The following game against Texas at the Texas State Fair saw the Commodores win 20 to 10. Reese was the widely accepted player of the game, scoring all three of Vanderbilt's touchdowns, breaking tackles and sprinting past the Texas defense. After a fumble recovery by Hek Wakefield at the 25-yard line, Reese eventually punched it in off-tackle for the game's first touchdown as Vanderbilt led 7 to 3. The second score came later after captain Jess Neely broke a streak of lethargic offense, running back a 30-yard punt return. Starting from the 40-yard line, this drive was credited to Reese. After two Vanderbilt runs, one of about ten yards around end from Scotty Neill and another of about four yards through the middle from Doc Kuhn, Reese jetted around the end, "slipping here, twirling there," for a 46-yard touchdown. In the second half, Neely hit Lynn Bomar on a long pass that went twenty-three yards in the air, with Bomar running for some twenty more and down close to the goal. Reese ran it in on the next play, and the try was good.
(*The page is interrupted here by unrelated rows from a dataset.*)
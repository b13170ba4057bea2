use async_trait::async_trait;
use parking_lot::Mutex;
use serde_json::json;
use span_structs::{RawValue, SpanRecord};
use std::sync::atomic::{AtomicUsize, Ordering};
use std::sync::Arc;
use std::time::Duration;
use tracer_greptime::error::SchemaError;
use tracer_greptime::fields::default_fields;
use tracer_greptime::ingest::{ingest_lines, IngestStats};
use tracer_greptime::span_values::{SpanValueExtractor, SpanValues, StandardSpanValues};
use tracer_greptime::table::ColumnValue;
use tracer_greptime::{
    write_batch, ColumnPlan, FieldMapping, InstanceContext, SinkError, SinkFactory, SinkSettings,
    SpanWriter, Table, TableSink, WriteError,
};

#[derive(Clone, Default)]
struct RecordingSink {
    tables: Arc<Mutex<Vec<Table>>>,
    delay: Option<Duration>,
    rejection: Option<u16>,
}

#[async_trait]
impl TableSink for RecordingSink {
    async fn write(&self, table: &Table) -> Result<u64, SinkError> {
        if let Some(delay) = self.delay {
            tokio::time::sleep(delay).await;
        }
        if let Some(status) = self.rejection {
            return Err(SinkError::Rejected {
                status,
                body: "try later".to_string(),
            });
        }
        self.tables.lock().push(table.clone());
        Ok(table.row_count() as u64)
    }
}

struct RecordingFactory {
    sink: RecordingSink,
    connects: AtomicUsize,
}

#[async_trait]
impl SinkFactory for RecordingFactory {
    fn default_port(&self) -> u16 {
        4000
    }

    async fn connect(&self, _settings: &SinkSettings) -> Result<Box<dyn TableSink>, SinkError> {
        self.connects.fetch_add(1, Ordering::SeqCst);
        Ok(Box::new(self.sink.clone()))
    }
}

fn span(span_id: &str, code: Option<i64>) -> SpanRecord {
    serde_json::from_value(json!({
        "trace_id": "4bf92f3577b34da6a3ce929d0e0e4736",
        "span_id": span_id,
        "name": "POST /checkout",
        "kind": "server",
        "start_time_unix_nano": 1_700_000_000_000_000_000u64,
        "end_time_unix_nano": 1_700_000_000_040_000_000u64,
        "status": "ok",
        "code": code,
        "attributes": {"http.route": "/checkout"},
        "resource": {"service.name": "shop"},
    }))
    .unwrap()
}

fn mapping(pairs: &[(&str, &str)]) -> FieldMapping {
    pairs
        .iter()
        .map(|(source, target)| (source.to_string(), target.to_string()))
        .collect()
}

fn column_index(table: &Table, name: &str) -> usize {
    table
        .columns()
        .iter()
        .position(|column| column.name == name)
        .unwrap_or_else(|| panic!("missing column {name}"))
}

#[tokio::test]
async fn empty_batches_and_unopened_writers_never_reach_the_sink() {
    let sink = RecordingSink::default();
    let plan = ColumnPlan::resolve(&FieldMapping::new(), &default_fields());
    let extractor = StandardSpanValues::default();
    write_batch(&[], &plan, Some(&sink), "traces", Duration::from_secs(1), &extractor)
        .await
        .unwrap();
    write_batch(
        &[span("a", None)],
        &plan,
        None,
        "traces",
        Duration::from_secs(1),
        &extractor,
    )
    .await
    .unwrap();
    assert!(sink.tables.lock().is_empty());

    let writer = SpanWriter::new(InstanceContext::default(), SinkSettings::default());
    writer.write(&[span("a", None)]).await.unwrap();
}

#[tokio::test]
async fn override_wins_over_defaults() {
    let sink = RecordingSink::default();
    let defaults = mapping(&[("time", "timestamp"), ("cost", "cost_ms")]);
    let plan = ColumnPlan::resolve(&mapping(&[("time", "timestamp"), ("cost", "duration_ns")]), &defaults);
    write_batch(
        &[span("a", Some(200))],
        &plan,
        Some(&sink),
        "traces",
        Duration::from_secs(1),
        &StandardSpanValues::default(),
    )
    .await
    .unwrap();
    let tables = sink.tables.lock();
    let table = &tables[0];
    let names: Vec<&str> = table.columns().iter().map(|c| c.name.as_str()).collect();
    assert_eq!(names, vec!["timestamp", "duration_ns"]);
    assert_eq!(table.rows()[0][1], ColumnValue::Int64(40_000_000));
}

#[tokio::test]
async fn missing_integer_only_zeroes_its_own_column() {
    let factory = RecordingFactory {
        sink: RecordingSink::default(),
        connects: AtomicUsize::new(0),
    };
    let mut writer = SpanWriter::new(
        InstanceContext {
            name: "shop-1".to_string(),
            flag: "canary".to_string(),
            fields: FieldMapping::new(),
        },
        SinkSettings::default(),
    );
    writer.open(&factory).await.unwrap();
    writer
        .write(&[span("a", Some(201)), span("b", None)])
        .await
        .unwrap();

    let tables = factory.sink.tables.lock();
    assert_eq!(tables.len(), 1);
    let table = &tables[0];
    assert_eq!(table.name(), "traces");
    assert_eq!(table.row_count(), 2);
    let code = column_index(table, "code");
    let cost = column_index(table, "duration_unix_nano");
    let node = column_index(table, "node");
    assert_eq!(table.rows()[0][code], ColumnValue::Int64(201));
    assert_eq!(table.rows()[1][code], ColumnValue::Int64(0));
    assert_eq!(table.rows()[1][cost], ColumnValue::Int64(40_000_000));
    assert_eq!(table.rows()[1][node], ColumnValue::String("shop-1".to_string()));
}

#[tokio::test]
async fn open_is_one_shot() {
    let factory = RecordingFactory {
        sink: RecordingSink::default(),
        connects: AtomicUsize::new(0),
    };
    let mut writer = SpanWriter::new(InstanceContext::default(), SinkSettings::default());
    writer.open(&factory).await.unwrap();
    writer.open(&factory).await.unwrap();
    assert!(writer.is_open());
    assert_eq!(factory.connects.load(Ordering::SeqCst), 1);
    writer.close();
}

#[tokio::test]
async fn slow_sink_times_out() {
    let sink = RecordingSink {
        delay: Some(Duration::from_secs(5)),
        ..RecordingSink::default()
    };
    let plan = ColumnPlan::resolve(&FieldMapping::new(), &default_fields());
    let err = write_batch(
        &[span("a", None)],
        &plan,
        Some(&sink),
        "traces",
        Duration::from_millis(20),
        &StandardSpanValues::default(),
    )
    .await
    .unwrap_err();
    assert!(matches!(
        err,
        WriteError::Timeout { rows: 1, ref table, .. } if table == "traces"
    ));
    assert!(sink.tables.lock().is_empty());
}

#[tokio::test]
async fn sink_errors_are_returned_verbatim() {
    let sink = RecordingSink {
        rejection: Some(503),
        ..RecordingSink::default()
    };
    let plan = ColumnPlan::resolve(&FieldMapping::new(), &default_fields());
    let err = write_batch(
        &[span("a", None)],
        &plan,
        Some(&sink),
        "traces",
        Duration::from_secs(1),
        &StandardSpanValues::default(),
    )
    .await
    .unwrap_err();
    match err {
        WriteError::Sink(SinkError::Rejected { status, body }) => {
            assert_eq!(status, 503);
            assert_eq!(body, "try later");
        }
        other => panic!("unexpected error {other:?}"),
    }
}

#[tokio::test]
async fn duplicate_targets_fail_before_the_sink() {
    let sink = RecordingSink::default();
    let plan = ColumnPlan::resolve(
        &mapping(&[("trace_id", "id"), ("span_id", "id")]),
        &default_fields(),
    );
    let err = write_batch(
        &[span("a", None)],
        &plan,
        Some(&sink),
        "traces",
        Duration::from_secs(1),
        &StandardSpanValues::default(),
    )
    .await
    .unwrap_err();
    assert!(matches!(
        err,
        WriteError::Schema(SchemaError::DuplicateColumn(ref name)) if name == "id"
    ));
    assert!(sink.tables.lock().is_empty());
}

fn recording_factory() -> RecordingFactory {
    RecordingFactory {
        sink: RecordingSink::default(),
        connects: AtomicUsize::new(0),
    }
}

#[tokio::test]
async fn fully_disabled_mapping_never_reaches_the_sink() {
    let factory = recording_factory();
    let mut writer = SpanWriter::new(
        InstanceContext {
            fields: mapping(&[("resource", " "), ("code", "")]),
            ..InstanceContext::default()
        },
        SinkSettings::default(),
    );
    writer.open(&factory).await.unwrap();
    writer.write(&[span("a", Some(200))]).await.unwrap();
    assert!(factory.sink.tables.lock().is_empty());
}

struct FixedCode(i64);

impl SpanValueExtractor for FixedCode {
    fn extract(&self, _span: &SpanRecord) -> SpanValues {
        SpanValues::from([("code".to_string(), RawValue::Int(self.0))])
    }
}

#[tokio::test]
async fn custom_extractor_feeds_the_rows() {
    let factory = recording_factory();
    let mut writer = SpanWriter::new(
        InstanceContext {
            fields: mapping(&[("code", "status_code")]),
            ..InstanceContext::default()
        },
        SinkSettings::default(),
    )
    .with_extractor(Arc::new(FixedCode(418)));
    writer.open(&factory).await.unwrap();
    writer.write(&[span("a", Some(200))]).await.unwrap();
    let tables = factory.sink.tables.lock();
    assert_eq!(tables[0].rows()[0], vec![ColumnValue::Int64(418)]);
}

#[tokio::test]
async fn ingested_lines_are_written_in_batches() {
    let factory = recording_factory();
    let mut writer = SpanWriter::new(InstanceContext::default(), SinkSettings::default());
    writer.open(&factory).await.unwrap();
    let input = [span("a", None), span("b", Some(500)), span("c", None)]
        .iter()
        .map(|span| serde_json::to_string(span).unwrap())
        .collect::<Vec<_>>()
        .join("\n");
    let stats = ingest_lines(input.as_bytes(), &writer, 2).await.unwrap();
    assert_eq!(
        stats,
        IngestStats {
            lines: 3,
            written_spans: 3,
            ..IngestStats::default()
        }
    );
    let row_counts: Vec<usize> = factory
        .sink
        .tables
        .lock()
        .iter()
        .map(Table::row_count)
        .collect();
    assert_eq!(row_counts, vec![2, 1]);
}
Vanderbilt 20, Texas 10. Reese also got an interception against Texas.

In the Kentucky game, Reese was sent in for Freddie Meiers to close out the game. He had one run of 35 yards, failing to score because of Kentucky's Brewer just getting his feet from behind. The final week against Sewanee saw Vanderbilt win 26 to 0. The first scoring drive was marked by dashes around end from Reese and powerful runs off tackle by Freddie Meiers. Reese went around the right end for 13 yards. Meiers then ran all the way down to Sewanee's 14-yard line, and Reese skirted around left end for ten more. After Meiers failed to gain on the next play, Reese carried the ball for a score on a flank attack. Towards the end of the game, Reese took two runs which together accounted for 19 yards. He then ran up behind center to power his way into the end zone. (Note: The umpire got knocked down on this play, and suffered a sprained ankle.) At year's end, Reese appeared on Billy Evans's Southern Honor Roll and the second team of All-Southerns chosen by Homer George, sports editor for The Atlanta Constitution.

====1923====
The 1923 rematch against Michigan saw Vanderbilt lose a bitterly fought game 3 to 0. Both Reese and Wolverine halfback Harry Kipke were "marked men"; and Vanderbilt's offense never crossed the 35-yard line. Reese and Doc Kuhn were said to raise fans to their feet with the showcase of speed, but the Wolverines kept it confined to sideways runs of little gain. The game versus the Tennessee Volunteers saw Vanderbilt gain 455 yards of total offense, winning 51 to 7. Reese rushed for 214 yards, as well as 95 yards on punt returns. He scored five times, with touchdown runs of 70 yards, 45 yards, and 29 yards respectively. With the win Vanderbilt was still a contender for the Southern title.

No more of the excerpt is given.